PROBLEM TO WORK ON
Please report every line in the entries that contains the string "HazardZone".

WORKING DATA
◇ ◇ ◇ ◇ ◇ ◇ ◇

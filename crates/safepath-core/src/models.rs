//! Core data models for hazard-aware routing.

use chrono::{DateTime, Utc};
use serde::{Deserialize, Serialize};

use crate::error::ModelError;

pub const MIN_HAZARD_LEVEL: u8 = 1;
pub const MAX_HAZARD_LEVEL: u8 = 10;
pub const MIN_HAZARD_RADIUS_M: f64 = 1.0;
pub const MAX_HAZARD_RADIUS_M: f64 = 1000.0;
pub const DEFAULT_HAZARD_RADIUS_M: f64 = 50.0;

/// Geographic coordinate (latitude, longitude).
#[derive(Debug, Clone, Copy, PartialEq, Serialize, Deserialize)]
pub struct Coordinate {
    pub lat: f64,
    pub lon: f64,
}

impl Coordinate {
    /// Construct a validated coordinate.
    pub fn new(lat: f64, lon: f64) -> Result<Self, ModelError> {
        let coord = Self { lat, lon };
        coord.validate()?;
        Ok(coord)
    }

    /// Reject non-finite or out-of-range latitude/longitude.
    pub fn validate(&self) -> Result<(), ModelError> {
        if !self.lat.is_finite() || self.lat < -90.0 || self.lat > 90.0 {
            return Err(ModelError::LatitudeOutOfRange(self.lat));
        }
        if !self.lon.is_finite() || self.lon < -180.0 || self.lon > 180.0 {
            return Err(ModelError::LongitudeOutOfRange(self.lon));
        }
        Ok(())
    }
}

/// A circular area with a danger level, avoided above a caller-chosen
/// threshold.
#[derive(Debug, Clone, Serialize, Deserialize)]
pub struct HazardZone {
    /// Unique hazard ID; assigned by the store when absent.
    #[serde(default)]
    pub id: Option<String>,
    pub lat: f64,
    pub lon: f64,
    /// Danger level, 1 (mild) to 10 (severe).
    pub level: u8,
    #[serde(default = "default_hazard_name")]
    pub name: String,
    #[serde(default = "default_hazard_radius")]
    pub radius_m: f64,
    #[serde(default)]
    pub created_at: Option<DateTime<Utc>>,
}

fn default_hazard_name() -> String {
    "Hazard Zone".to_string()
}

fn default_hazard_radius() -> f64 {
    DEFAULT_HAZARD_RADIUS_M
}

impl HazardZone {
    /// Center of the hazard circle.
    pub fn center(&self) -> Coordinate {
        Coordinate {
            lat: self.lat,
            lon: self.lon,
        }
    }

    /// Validate level, radius and center bounds.
    pub fn validate(&self) -> Result<(), ModelError> {
        self.center().validate()?;
        if self.level < MIN_HAZARD_LEVEL || self.level > MAX_HAZARD_LEVEL {
            return Err(ModelError::LevelOutOfRange(self.level));
        }
        if !self.radius_m.is_finite()
            || self.radius_m < MIN_HAZARD_RADIUS_M
            || self.radius_m > MAX_HAZARD_RADIUS_M
        {
            return Err(ModelError::RadiusOutOfRange(self.radius_m));
        }
        Ok(())
    }
}

/// Travel mode of the road network a route is computed on.
#[derive(Debug, Clone, Copy, Default, PartialEq, Eq, Hash, Serialize, Deserialize)]
#[serde(rename_all = "lowercase")]
pub enum TravelMode {
    #[default]
    Drive,
    Walk,
    Bike,
}

impl TravelMode {
    /// Average speed used for duration estimates, in km/h.
    pub fn average_speed_kmh(self) -> f64 {
        match self {
            TravelMode::Drive => 50.0,
            TravelMode::Walk => 5.0,
            TravelMode::Bike => 15.0,
        }
    }

    pub fn as_str(self) -> &'static str {
        match self {
            TravelMode::Drive => "drive",
            TravelMode::Walk => "walk",
            TravelMode::Bike => "bike",
        }
    }
}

◇ ◇ ◇ ◇ ◇ ◇ ◇

TASK RESPONSE
pub struct HazardZone {
impl HazardZone {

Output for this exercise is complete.